On 13th October Dick Poole, whose career in BAe covered Flight Test at Dunsfold, of which he became head, the Chief Engineer's office at Kingston where he covered AV8B Night Attack and Harrier II+, Harriers GR7 T10, and Sea Harrier developments. He then moved to future projects at Warton and worked on what became JSF.
This date was the 50th anniversary of the first tethered hover of P.1127 XP831 so his talk was preceded by a celebratory buffet lunch, a digital slide show of P.1127 development work and a video of early P.1127 flight testing compiled by Hugh Merewether from Flight Development 16 mm Kodachrome film.
Dick started with a historical summary. In 1901 Frank Hedges Butler, his daughter Vera and the Hon CS Rolls decided to form an Aero Club after a balloon flight from the Crystal Palace. Analogous to the Royal Automobile Club, the Aero Club initially catered for balloonists, issuing Aeronauts Certificates of competence.
With the rise in heavier-than-air flight a flying ground was opened on the Isle of Sheppey in 1909 where pilots were trained and if successful were issued with Aviators Certificates. Because of problems with flooding the flying was moved to nearby Eastchurch.
In 1910 the Club received royal approval and became the Royal Aero Club of the United Kingdom (RAeC) controlling the nation's non-commercial private and sporting flying, record setting and competitions which it does to this day.
Nowadays the RAeC has many Member organisations including the British: Aerobatic Association, Gliding Association, Balloon & Airship Club, Parachute Association, Precision Pilots Association, Microlight Association, Hang & Paragliding Association and Model Flying Association (formerly the Society of Model Aeronautical Engineers, SMAE).
Other Member organisations are the RAeC Records, Racing and Rally Association, the Helicopter Club of Great Britain, the Light Aircraft Association (formerly the Private Flying Association, PFA) and the Formula Air Racing Association.
Associate Member organisations include the Royal Aero Club Trust, the British Kite Flying Association, the British Women Pilots Association, the Historic Aircraft Association, Flying for the Disabled (to PPL/IR level), the RAF Museum and the Tiger Club.
In 1905 the Aero Club became a founder member of the Federation Aeronautique Internationale (FAI) representing it in the United Kingdom issuing Balloon Certificates from 1905, Aviators Certificates from 1910, Airship Pilots Certificates from 1911, Gliding Certificates from 1930 and Helicopter Aviator Certificates from 1947.
Turning to the RAeC Trust Dick stated that the objectives were to catalogue and conserve historic records and documents, photographs, paintings, trophies and other artefacts.
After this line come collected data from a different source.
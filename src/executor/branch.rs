//! Branch executor: runs the steps of one branch.
//!
//! Steps go to the node processor, except agent nodes, whose nested graph is
//! run to completion by a nested agent. Executable-scope conditions are
//! judged against this branch's context.

use std::sync::{Arc, RwLock};

use async_trait::async_trait;
use serde_json::Value;

use crate::{
    MailflowError, Result, ShareLock,
    agent::run_nested,
    common::{Shutdown, Vars, read, write},
    executor::Executor,
    graph::{NodeKind, Step, Subject},
    mail::{Actor, ActorId, ConditionCheck, ConditionVerdict, Mail, Mailbox, Payload, StartRequest},
    runtime::{Context, Services},
    utils,
};

pub struct BranchExecutor {
    id: ActorId,
    ctx: Context,
    mailbox: ShareLock<Mailbox>,
    halt: Arc<Shutdown>,
    services: Services,
}

impl BranchExecutor {
    pub fn new(services: Services) -> Self {
        Self::with_context(services, Context::new())
    }

    pub fn with_context(
        services: Services,
        ctx: Context,
    ) -> Self {
        Self {
            id: format!("branch-{}", utils::longid()),
            ctx,
            mailbox: Arc::new(RwLock::new(Mailbox::new())),
            halt: Arc::new(Shutdown::new()),
            services,
        }
    }

    /// Handle onto this branch's context.
    pub fn context(&self) -> Context {
        self.ctx.clone()
    }

    pub fn has_mail(&self) -> bool {
        read(&self.mailbox).has_pending_in()
    }

    async fn interpret(
        &self,
        mail: Mail,
    ) -> Result<()> {
        let category = mail.category();
        let sender = mail.sender;

        match mail.package.payload {
            Payload::Start(request) => self.start(request),
            Payload::Node(step) => {
                self.run_step(&step).await?;
                self.send(&sender, Payload::NodeId(step.id().clone()));
            }
            Payload::ConditionCheck(check) => {
                let verdict = self.judge(check)?;
                self.send(&sender, Payload::ConditionVerdict(verdict));
            }
            Payload::End => {
                tracing::debug!(branch = %self.id, "end received, halting");
                self.halt.shutdown();
                self.send(&sender, Payload::End);
            }
            Payload::NodeList(_) | Payload::NodeId(_) | Payload::ConditionVerdict(_) => {
                return Err(MailflowError::UnroutableMail {
                    actor: self.id.clone(),
                    category,
                });
            }
        }
        Ok(())
    }

    /// Adopts the initial context and asks the graph for its heads.
    fn start(
        &self,
        request: StartRequest,
    ) {
        self.ctx.set_pending(request.context.clone());
        let graph_id = request.graph_id.clone();
        self.send(&graph_id, Payload::Start(request));
    }

    async fn run_step(
        &self,
        step: &Step,
    ) -> Result<()> {
        let node = step.node();
        let context = self.ctx.take_pending();
        tracing::trace!(branch = %self.id, node = %node.id, kind = %node.kind, "process");

        if node.kind == NodeKind::Agent {
            let model = node.nested_graph()?;
            let results = run_nested(model, context.unwrap_or(Value::Null), self.services.clone()).await?;
            self.ctx.add_output(node.id.clone(), Vars::new().with("results", &results));
            for result in results.iter() {
                self.ctx.push_response(result.clone());
            }
            self.ctx.set_pending(Value::Array(results));
            return Ok(());
        }

        if let Some(response) = self.services.processor.process(&self.ctx, step, context).await? {
            self.ctx.add_output(node.id.clone(), Vars::from(response.clone()));
            self.ctx.push_response(response);
        }
        Ok(())
    }

    fn judge(
        &self,
        check: ConditionCheck,
    ) -> Result<ConditionVerdict> {
        let edge = &check.edge;
        let check_result = match &edge.condition {
            Some(condition) => condition.evaluate(edge, Subject::Branch(&self.ctx)).map_err(|e| MailflowError::condition(&edge.head, &edge.tail, e))?,
            None => true,
        };
        tracing::trace!(branch = %self.id, edge = %edge.id, correlation = %check.correlation, check_result, "condition judged");
        Ok(ConditionVerdict {
            correlation: check.correlation,
            edge_id: check.edge.id,
            check_result,
        })
    }

    fn send(
        &self,
        recipient: &ActorId,
        payload: Payload,
    ) {
        write(&self.mailbox).send(Mail::new(self.id.clone(), recipient.clone(), self.id.clone(), payload));
    }
}

impl Actor for BranchExecutor {
    fn id(&self) -> &ActorId {
        &self.id
    }

    fn mailbox(&self) -> ShareLock<Mailbox> {
        self.mailbox.clone()
    }
}

#[async_trait]
impl Executor for BranchExecutor {
    fn halt_signal(&self) -> Arc<Shutdown> {
        self.halt.clone()
    }

    async fn forward(&self) -> Result<()> {
        while !self.is_halted() {
            let next = write(&self.mailbox).next_in();
            let Some(mail) = next else {
                break;
            };
            self.interpret(mail).await?;
        }
        Ok(())
    }

    fn responses(&self) -> Vec<Value> {
        self.ctx.responses()
    }
}

#[cfg(test)]
mod tests {
    use serde_json::json;

    use super::*;
    use crate::{
        Config,
        graph::{ConditionRegistry, Edge, Node, ResponseMatches},
        mail::MailCategory,
        runtime::RecordingProcessor,
    };

    fn services(processor: Arc<RecordingProcessor>) -> Services {
        Services::new(processor, Arc::new(ConditionRegistry::default()), Arc::new(Config::default()))
    }

    fn deliver(
        branch: &BranchExecutor,
        payload: Payload,
    ) {
        write(&branch.mailbox).deliver(Mail::new("graph", branch.id.clone(), branch.id.clone(), payload));
    }

    fn outs(branch: &BranchExecutor) -> Vec<Mail> {
        write(&branch.mailbox).take_outs().into_iter().collect()
    }

    #[tokio::test]
    async fn test_start_adopts_context() {
        let branch = BranchExecutor::new(services(Arc::new(RecordingProcessor::new())));
        deliver(
            &branch,
            Payload::Start(StartRequest {
                context: json!({"topic": "rust"}),
                graph_id: "graph".to_string(),
            }),
        );
        branch.forward().await.unwrap();
        assert_eq!(branch.context().pending(), Some(json!({"topic": "rust"})));
        let out = outs(&branch);
        assert_eq!(out[0].recipient, "graph");
        assert_eq!(out[0].category(), MailCategory::Start);
        assert_eq!(out[0].request_source(), &branch.id);
    }

    #[tokio::test]
    async fn test_node_is_processed_and_acknowledged() {
        let processor = Arc::new(RecordingProcessor::new());
        let branch = BranchExecutor::with_context(services(processor.clone()), Context::with_context(json!("hi")));
        deliver(&branch, Payload::Node(Step::Node(Node::instruction("I", "answer"))));
        branch.forward().await.unwrap();

        assert_eq!(processor.processed(), vec!["I"]);
        assert_eq!(processor.context_of("I"), Some(json!("hi")));
        assert_eq!(branch.responses(), vec![json!("answer")]);
        assert_eq!(branch.context().output(&"I".to_string()).unwrap().get::<String>("value"), Some("answer".to_string()));
        assert!(matches!(outs(&branch)[0].payload(), Payload::NodeId(id) if id == "I"));
    }

    #[tokio::test]
    async fn test_condition_is_judged_locally() {
        let branch = BranchExecutor::new(services(Arc::new(RecordingProcessor::new())));
        branch.context().push_response(json!("APPROVED"));
        let edge = Edge::new("e1", "A", "B").with_condition(Some(Arc::new(ResponseMatches::new("^APPROVED$").unwrap())));
        deliver(
            &branch,
            Payload::ConditionCheck(ConditionCheck {
                correlation: "c1".to_string(),
                edge,
            }),
        );
        branch.forward().await.unwrap();
        match outs(&branch).remove(0).package.payload {
            Payload::ConditionVerdict(verdict) => {
                assert_eq!(verdict.correlation, "c1");
                assert_eq!(verdict.edge_id, "e1");
                assert!(verdict.check_result);
            }
            other => panic!("unexpected payload {:?}", other),
        }
    }

    #[tokio::test]
    async fn test_end_halts_and_echoes() {
        let branch = BranchExecutor::new(services(Arc::new(RecordingProcessor::new())));
        deliver(&branch, Payload::End);
        deliver(&branch, Payload::NodeId("ignored".to_string()));
        branch.forward().await.unwrap();
        assert!(branch.is_halted());
        let out = outs(&branch);
        assert_eq!(out.len(), 1);
        assert_eq!(out[0].category(), MailCategory::End);
    }

    #[tokio::test]
    async fn test_lone_branch_cannot_fork() {
        let branch = BranchExecutor::new(services(Arc::new(RecordingProcessor::new())));
        deliver(&branch, Payload::NodeList(vec![Step::Node(Node::instruction("A", "a"))]));
        let err = branch.forward().await.unwrap_err();
        assert!(matches!(err, MailflowError::UnroutableMail { category: MailCategory::NodeList, .. }));
    }
}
Many of these are held at the RAF Museum, Hendon, where here and elsewhere Dick is involved in identifying and listing and sometimes tracking down items in this priceless collection.
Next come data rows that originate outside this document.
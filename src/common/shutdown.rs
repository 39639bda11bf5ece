use std::sync::atomic::{AtomicBool, Ordering};

/// One-way termination flag.
///
/// Executors flip it when they halt; the mail manager and the agent poll it
/// to know when routing can stop.
#[derive(Debug, Default)]
pub struct Shutdown {
    terminated: AtomicBool,
}

impl Shutdown {
    pub fn new() -> Self {
        Self::default()
    }

    pub fn shutdown(&self) {
        self.terminated.store(true, Ordering::SeqCst);
    }

    pub fn is_terminated(&self) -> bool {
        self.terminated.load(Ordering::SeqCst)
    }
}
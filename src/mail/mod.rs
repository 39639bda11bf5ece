//! Mail routing layer: typed mail, per-actor mailboxes and the manager that
//! moves mail between them.

mod mail;
mod mailbox;
mod manager;

pub use mail::{ActorId, ConditionCheck, ConditionVerdict, CorrelationId, Mail, MailCategory, Package, Payload, StartRequest};
pub use mailbox::Mailbox;
pub use manager::MailManager;

use crate::ShareLock;

/// Anything that owns a mailbox and can be registered with a [`MailManager`].
pub trait Actor: Send + Sync {
    fn id(&self) -> &ActorId;

    fn mailbox(&self) -> ShareLock<Mailbox>;
}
Amongst the trophies held is the Schneider Trophy for the annual closed circuit seaplane race started in 1913, won outright for the United Kingdom in 1931 following three successive victories, by JN Bootham in a Supermarine S6B. The second race in 1914 was won by Howard Pixton in a Sopwith Tabloid. The annual Britannia trophy for the most meritorious performance by a British aviator was awarded to Bill Bedford in 1963 for P.1127 test flying, and the King's Cup, presented by King George V in 1922, is for an annual handicapped cross country air race.
The artefacts include a piece of the Fokker Triplane in which Baron Von Richthoffen was shot down, a piece of the propeller from Louis Bleriot's cross channel monoplane and the sextant and compass used by Alcock and Brown on their Transatlantic flight.
The Trust also operates a Youth Bursary scheme funding 16 - 21 year olds with awards of up to £500 to improve their skills in recreational aviation activities managed by the individual RAeC organisations.
Details of the RAeC Trust and its collection can be found at www.royalaeroclubtrust.org.
After questions from the floor the vote of thanks was given by Chris
Farara who said that Dick had given a most interesting and entertaining
talk on a subject few in the large audience would be familiar with.